WHAT IS EXPECTED
From the listing below, tally the lines that include "const". Return only the total.

========================================

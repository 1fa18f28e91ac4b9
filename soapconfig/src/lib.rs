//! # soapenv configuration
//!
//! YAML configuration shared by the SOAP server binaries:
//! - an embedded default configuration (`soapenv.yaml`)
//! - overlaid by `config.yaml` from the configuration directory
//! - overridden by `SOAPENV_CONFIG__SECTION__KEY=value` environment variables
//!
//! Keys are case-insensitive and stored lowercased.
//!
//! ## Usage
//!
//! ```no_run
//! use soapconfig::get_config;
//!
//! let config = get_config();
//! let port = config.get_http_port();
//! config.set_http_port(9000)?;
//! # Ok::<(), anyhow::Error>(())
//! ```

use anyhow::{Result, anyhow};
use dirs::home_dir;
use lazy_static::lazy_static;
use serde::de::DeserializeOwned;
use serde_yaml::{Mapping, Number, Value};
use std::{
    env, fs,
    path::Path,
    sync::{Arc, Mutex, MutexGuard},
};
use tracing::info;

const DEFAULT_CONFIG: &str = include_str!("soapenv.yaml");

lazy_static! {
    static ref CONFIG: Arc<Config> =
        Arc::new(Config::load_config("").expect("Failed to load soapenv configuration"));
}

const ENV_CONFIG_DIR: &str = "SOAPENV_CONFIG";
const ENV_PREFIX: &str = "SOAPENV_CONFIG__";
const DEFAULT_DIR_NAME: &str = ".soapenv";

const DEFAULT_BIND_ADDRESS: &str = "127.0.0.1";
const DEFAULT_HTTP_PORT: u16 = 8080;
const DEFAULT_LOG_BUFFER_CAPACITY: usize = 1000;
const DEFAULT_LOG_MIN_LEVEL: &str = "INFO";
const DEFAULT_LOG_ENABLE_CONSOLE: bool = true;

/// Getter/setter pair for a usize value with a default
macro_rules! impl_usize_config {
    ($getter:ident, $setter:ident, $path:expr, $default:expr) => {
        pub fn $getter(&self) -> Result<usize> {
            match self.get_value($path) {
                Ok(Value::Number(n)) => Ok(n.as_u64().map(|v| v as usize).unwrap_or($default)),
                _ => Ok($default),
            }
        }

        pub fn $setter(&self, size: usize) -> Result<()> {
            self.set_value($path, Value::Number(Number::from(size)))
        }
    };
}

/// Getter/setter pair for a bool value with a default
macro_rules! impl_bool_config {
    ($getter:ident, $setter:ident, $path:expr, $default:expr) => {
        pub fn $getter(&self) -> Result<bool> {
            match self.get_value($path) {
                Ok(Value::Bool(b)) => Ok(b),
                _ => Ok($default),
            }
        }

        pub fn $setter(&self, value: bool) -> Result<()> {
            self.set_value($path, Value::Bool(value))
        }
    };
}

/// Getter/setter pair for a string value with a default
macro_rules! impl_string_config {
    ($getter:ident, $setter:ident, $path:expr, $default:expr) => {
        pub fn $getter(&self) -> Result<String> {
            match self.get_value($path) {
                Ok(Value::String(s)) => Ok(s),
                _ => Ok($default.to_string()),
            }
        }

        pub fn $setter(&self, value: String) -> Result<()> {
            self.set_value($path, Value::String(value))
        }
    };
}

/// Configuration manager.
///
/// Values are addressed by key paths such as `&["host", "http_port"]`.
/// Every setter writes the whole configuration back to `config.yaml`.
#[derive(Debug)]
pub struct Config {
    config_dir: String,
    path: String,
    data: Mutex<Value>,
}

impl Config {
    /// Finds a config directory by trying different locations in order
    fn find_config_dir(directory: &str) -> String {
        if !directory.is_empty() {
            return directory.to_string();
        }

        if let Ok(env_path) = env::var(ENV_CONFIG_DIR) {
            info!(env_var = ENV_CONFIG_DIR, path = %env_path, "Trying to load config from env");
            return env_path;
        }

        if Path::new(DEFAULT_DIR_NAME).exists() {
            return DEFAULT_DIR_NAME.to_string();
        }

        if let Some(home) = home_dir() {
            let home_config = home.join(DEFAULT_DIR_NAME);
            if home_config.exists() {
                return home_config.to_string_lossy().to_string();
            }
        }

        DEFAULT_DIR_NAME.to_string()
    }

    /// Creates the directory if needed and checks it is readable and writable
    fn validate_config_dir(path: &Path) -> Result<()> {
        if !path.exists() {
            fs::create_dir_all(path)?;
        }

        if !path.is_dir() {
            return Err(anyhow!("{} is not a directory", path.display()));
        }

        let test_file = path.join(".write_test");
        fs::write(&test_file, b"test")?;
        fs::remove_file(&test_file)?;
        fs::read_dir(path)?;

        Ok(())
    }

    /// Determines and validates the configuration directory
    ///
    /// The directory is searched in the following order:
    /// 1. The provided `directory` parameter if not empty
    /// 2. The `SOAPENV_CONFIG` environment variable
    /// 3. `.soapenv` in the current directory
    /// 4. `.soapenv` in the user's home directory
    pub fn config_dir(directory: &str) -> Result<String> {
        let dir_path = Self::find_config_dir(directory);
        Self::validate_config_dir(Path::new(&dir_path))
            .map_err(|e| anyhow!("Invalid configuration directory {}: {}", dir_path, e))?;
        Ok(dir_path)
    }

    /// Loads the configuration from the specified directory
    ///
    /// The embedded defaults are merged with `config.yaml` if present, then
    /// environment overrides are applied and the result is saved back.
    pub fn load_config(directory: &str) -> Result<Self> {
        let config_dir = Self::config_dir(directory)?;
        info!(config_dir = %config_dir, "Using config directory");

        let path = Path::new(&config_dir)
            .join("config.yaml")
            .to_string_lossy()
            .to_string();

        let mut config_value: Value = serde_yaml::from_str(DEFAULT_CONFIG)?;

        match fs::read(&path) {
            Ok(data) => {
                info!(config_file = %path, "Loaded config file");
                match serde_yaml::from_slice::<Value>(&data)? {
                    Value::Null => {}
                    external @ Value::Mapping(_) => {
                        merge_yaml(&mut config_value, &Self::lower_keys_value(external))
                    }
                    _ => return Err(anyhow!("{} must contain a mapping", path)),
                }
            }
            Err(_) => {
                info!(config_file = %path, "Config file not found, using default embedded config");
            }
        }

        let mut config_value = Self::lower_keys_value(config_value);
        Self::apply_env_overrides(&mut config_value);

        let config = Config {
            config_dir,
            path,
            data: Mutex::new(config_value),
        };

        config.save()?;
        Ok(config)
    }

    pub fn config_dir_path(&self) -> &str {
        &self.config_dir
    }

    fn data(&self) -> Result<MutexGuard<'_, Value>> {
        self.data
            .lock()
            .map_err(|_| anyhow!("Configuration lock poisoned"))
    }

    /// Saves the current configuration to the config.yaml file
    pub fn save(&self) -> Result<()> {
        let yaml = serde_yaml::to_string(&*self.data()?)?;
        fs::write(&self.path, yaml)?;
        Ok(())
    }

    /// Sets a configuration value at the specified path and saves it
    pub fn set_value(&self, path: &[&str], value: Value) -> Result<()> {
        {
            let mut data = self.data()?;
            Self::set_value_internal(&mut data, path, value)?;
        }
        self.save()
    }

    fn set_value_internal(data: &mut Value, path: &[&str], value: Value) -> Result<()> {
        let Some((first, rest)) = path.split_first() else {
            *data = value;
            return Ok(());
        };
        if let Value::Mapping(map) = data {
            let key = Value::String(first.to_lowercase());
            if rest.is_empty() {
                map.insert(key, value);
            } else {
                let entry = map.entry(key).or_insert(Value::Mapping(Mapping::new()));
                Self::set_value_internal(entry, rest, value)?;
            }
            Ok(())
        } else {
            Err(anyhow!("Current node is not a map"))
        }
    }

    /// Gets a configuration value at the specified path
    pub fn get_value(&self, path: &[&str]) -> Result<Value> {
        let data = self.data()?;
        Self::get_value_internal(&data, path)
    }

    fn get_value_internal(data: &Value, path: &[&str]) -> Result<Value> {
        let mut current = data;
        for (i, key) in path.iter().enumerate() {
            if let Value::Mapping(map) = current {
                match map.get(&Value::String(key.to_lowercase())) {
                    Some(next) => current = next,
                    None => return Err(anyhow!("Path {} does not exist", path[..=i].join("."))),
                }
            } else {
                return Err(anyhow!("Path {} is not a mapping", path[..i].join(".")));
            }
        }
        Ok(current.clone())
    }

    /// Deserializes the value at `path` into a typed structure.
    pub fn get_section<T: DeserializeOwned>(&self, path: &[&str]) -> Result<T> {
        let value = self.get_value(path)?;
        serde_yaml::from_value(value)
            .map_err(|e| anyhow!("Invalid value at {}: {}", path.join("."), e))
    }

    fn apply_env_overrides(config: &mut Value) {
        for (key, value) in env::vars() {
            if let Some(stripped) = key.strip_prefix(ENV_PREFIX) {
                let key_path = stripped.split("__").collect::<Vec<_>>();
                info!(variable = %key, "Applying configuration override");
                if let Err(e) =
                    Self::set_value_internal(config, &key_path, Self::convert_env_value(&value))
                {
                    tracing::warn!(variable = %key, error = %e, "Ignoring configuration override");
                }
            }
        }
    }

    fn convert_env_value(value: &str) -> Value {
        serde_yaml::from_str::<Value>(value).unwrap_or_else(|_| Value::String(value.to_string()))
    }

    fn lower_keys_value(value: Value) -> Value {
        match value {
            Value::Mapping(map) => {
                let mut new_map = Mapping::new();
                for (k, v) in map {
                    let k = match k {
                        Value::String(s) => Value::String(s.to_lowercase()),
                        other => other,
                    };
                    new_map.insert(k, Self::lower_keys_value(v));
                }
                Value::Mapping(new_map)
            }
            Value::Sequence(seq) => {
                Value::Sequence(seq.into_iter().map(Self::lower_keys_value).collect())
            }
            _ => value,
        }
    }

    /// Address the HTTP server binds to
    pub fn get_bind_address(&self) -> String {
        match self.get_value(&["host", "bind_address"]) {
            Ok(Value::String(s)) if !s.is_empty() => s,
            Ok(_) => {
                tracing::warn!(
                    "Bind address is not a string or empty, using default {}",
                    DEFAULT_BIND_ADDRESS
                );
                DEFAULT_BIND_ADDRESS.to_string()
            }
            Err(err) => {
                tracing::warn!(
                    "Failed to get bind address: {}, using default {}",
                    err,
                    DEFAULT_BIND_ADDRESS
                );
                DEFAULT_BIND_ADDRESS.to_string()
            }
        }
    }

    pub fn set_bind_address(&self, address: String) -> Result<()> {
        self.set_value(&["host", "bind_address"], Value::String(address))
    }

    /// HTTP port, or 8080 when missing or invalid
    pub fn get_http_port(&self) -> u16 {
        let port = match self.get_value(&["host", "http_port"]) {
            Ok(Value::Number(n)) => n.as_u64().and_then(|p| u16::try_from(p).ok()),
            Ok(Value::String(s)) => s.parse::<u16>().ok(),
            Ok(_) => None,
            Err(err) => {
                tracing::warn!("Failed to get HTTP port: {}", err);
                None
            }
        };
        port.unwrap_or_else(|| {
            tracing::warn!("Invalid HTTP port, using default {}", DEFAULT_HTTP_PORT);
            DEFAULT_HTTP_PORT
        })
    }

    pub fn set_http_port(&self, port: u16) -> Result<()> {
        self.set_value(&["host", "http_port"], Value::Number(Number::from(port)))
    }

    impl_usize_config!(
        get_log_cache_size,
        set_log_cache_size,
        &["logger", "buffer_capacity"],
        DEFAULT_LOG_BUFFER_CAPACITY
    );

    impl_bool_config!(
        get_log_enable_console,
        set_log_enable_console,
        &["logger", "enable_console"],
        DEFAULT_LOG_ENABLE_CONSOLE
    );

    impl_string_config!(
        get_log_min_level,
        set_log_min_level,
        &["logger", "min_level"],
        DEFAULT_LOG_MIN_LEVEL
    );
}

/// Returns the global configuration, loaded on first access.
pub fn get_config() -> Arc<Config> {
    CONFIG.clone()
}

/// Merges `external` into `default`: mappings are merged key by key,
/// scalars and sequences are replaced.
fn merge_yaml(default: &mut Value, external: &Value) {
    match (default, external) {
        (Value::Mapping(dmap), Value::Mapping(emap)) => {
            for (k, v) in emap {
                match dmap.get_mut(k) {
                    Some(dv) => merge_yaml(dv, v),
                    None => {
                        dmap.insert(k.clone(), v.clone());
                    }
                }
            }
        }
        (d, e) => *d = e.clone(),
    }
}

========================================

SOLUTION FOR THIS PROBLEM
9